Tom Yum with Mushrooms and Tofu
Tom yum is one of the few famous Thai soups that needs no coconut milk and no oil, which makes it a natural fit here. The heat and sour come from bird chiles and a lot of lime, and the balance comes from a single blended date instead of palm sugar. Add the lime and herbs off the heat or you lose them.
Ingredients
- 2 stalks Lemongrass, bruised and cut in 2 inch lengths
- 6 slices Galangal
- 8 Shiitake mushrooms, halved
- 3 Thai bird chiles, bruised
- 1 Medjool date, pitted
- 2 Fresh tomatoes, cut into wedges
- 8 oz Firm tofu, cubed
- 1 tbsp Low-sodium tamari
- 2 Limes, juiced
- 3 tbsp Cilantro, chopped
- 2 Scallions, sliced
Method
- Bring 6 cups (1.4 L) water to a boil. Add the lemongrass, galangal, and bird chiles, and simmer for 8 minutes. This is the whole point of tom yum: a fast, loud broth. Do not strain it, the aromatics stay in the bowl.

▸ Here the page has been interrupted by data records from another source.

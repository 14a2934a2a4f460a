// Copyright (C) 2025 SyncMyOrders Sp. z o.o.
// SPDX-License-Identifier: AGPL-3.0-or-later
//! Tests for error types and their presentation mapping.

use netpart_control::config::ConfigError;
use netpart_control::runtime::RuntimeError;
use netpart_control::{ConsistencyFault, Error, ErrorKind};

// ============================================================================
// Display Tests
// ============================================================================

#[test]
fn test_orphan_network_display() {
    let err: Error = ConsistencyFault::OrphanNetwork {
        name: "netpart-ghost".to_string(),
        network_id: "abc123".to_string(),
    }
    .into();
    let msg = format!("{}", err);
    assert!(msg.contains("Consistency fault"));
    assert!(msg.contains("unused network"));
    assert!(msg.contains("netpart-ghost"));
}

#[test]
fn test_unconnected_instance_display() {
    let err: Error = ConsistencyFault::UnconnectedInstance {
        name: "netpart-lonely".to_string(),
        container_id: "c1".to_string(),
    }
    .into();
    assert!(err.to_string().contains("unconnected container: netpart-lonely"));
}

#[test]
fn test_resource_creation_display() {
    let err = Error::ResourceCreation {
        resource: "network",
        name: "netpart-db1".to_string(),
        source: RuntimeError::CommandFailed {
            command: "network create netpart-db1".to_string(),
            stderr: "network with name netpart-db1 already exists".to_string(),
        },
    };
    let msg = err.to_string();
    assert!(msg.starts_with("Failed to create network netpart-db1"));
    assert!(msg.contains("already exists"));
}

#[test]
fn test_topology_display_names_both_instances() {
    let err = Error::Topology {
        operation: "connect",
        lower: "netpart-a".to_string(),
        higher: "netpart-b".to_string(),
        source: RuntimeError::NotFound("netpart-a".to_string()),
    };
    let msg = err.to_string();
    assert!(msg.contains("Failed to connect netpart-b and netpart-a"));
}

#[test]
fn test_partial_cleanup_display() {
    let err = Error::PartialCleanup {
        failed: 3,
        first: "Failed to remove container netpart-a: boom".to_string(),
    };
    let msg = err.to_string();
    assert!(msg.contains("3 resource(s)"));
    assert!(msg.contains("netpart-a"));
}

#[test]
fn test_port_binding_display() {
    let err = Error::PortBinding("netpart-db1".to_string());
    assert_eq!(err.to_string(), "Failed to bind instance port for netpart-db1");
}

#[test]
fn test_config_error_conversion() {
    let err: Error = ConfigError::InvalidValue {
        var: "NETPART_RETRY_MAX_MS",
        reason: "invalid digit found in string".to_string(),
    }
    .into();
    assert!(err.to_string().contains("NETPART_RETRY_MAX_MS"));
    assert_eq!(err.kind(), ErrorKind::Config);
}

// ============================================================================
// Kind Mapping Tests
// ============================================================================

#[test]
fn test_each_taxonomy_entry_has_distinct_kind() {
    let cases = vec![
        (Error::RuntimeUnavailable("down".into()), ErrorKind::RuntimeUnavailable),
        (Error::PortBinding("x".into()), ErrorKind::PortBinding),
        (Error::NotFound("x".into()), ErrorKind::NotFound),
        (
            Error::SqlConnection {
                instance: "x".into(),
                attempts: 1,
                message: "refused".into(),
            },
            ErrorKind::SqlConnection,
        ),
        (
            Error::PartialCleanup {
                failed: 1,
                first: "x".into(),
            },
            ErrorKind::PartialCleanup,
        ),
        (Error::InvalidName("x".into()), ErrorKind::InvalidRequest),
        (Error::InvalidRequest("x".into()), ErrorKind::InvalidRequest),
        (Error::Cancelled, ErrorKind::Cancelled),
        (
            Error::Runtime(RuntimeError::Malformed("x".into())),
            ErrorKind::Runtime,
        ),
    ];

    for (err, kind) in cases {
        assert_eq!(err.kind(), kind, "wrong kind for {}", err);
    }
}

#[test]
fn test_runtime_error_converts_to_runtime_kind() {
    let err: Error = RuntimeError::InUse("netpart-a".to_string()).into();
    assert!(matches!(err, Error::Runtime(RuntimeError::InUse(_))));
    assert_eq!(err.kind(), ErrorKind::Runtime);
    assert!(!err.is_sensitive());
}

#[test]
fn test_kind_serialization() {
    let kinds = [
        (ErrorKind::ResourceCreation, "resource_creation"),
        (ErrorKind::ReplicationSetup, "replication_setup"),
        (ErrorKind::PartialCleanup, "partial_cleanup"),
    ];
    for (kind, expected) in kinds {
        assert_eq!(serde_json::to_value(kind).unwrap(), expected);
    }
}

- Blend the date with a splash of the hot broth into a smooth paste, then stir it back into the pot. It rounds the sour and hot edges the way palm sugar would, without the sugar.
- Add the mushrooms and simmer for 3 minutes, until they soften.
- Add the tomatoes and tofu and simmer for 2 minutes more, just to heat through.
- Turn off the heat. This matters: lime and fresh herbs die if you boil them. Stir in the tamari and the lime juice now, off the heat.
- Taste. Tom yum should hit sour first, then heat, then a whisper of sweet. Adjust with more lime for sour or a little more tamari for depth.
- Ladle into bowls and top with cilantro and scallions. Eat around the lemongrass and galangal, or fish them out.
Nutrition
Estimated per serving: 155 calories, 11 g protein, 5 g fiber. Computed from USDA FoodData Central reference values for the main ingredients. This is an approximation, not a laboratory measurement.
Cost per serving is estimated from US national-average retail prices for cheap staple forms, using BLS dried-bean prices and USDA produce prices. Prices vary by store and season, so treat it as a guide, not a receipt.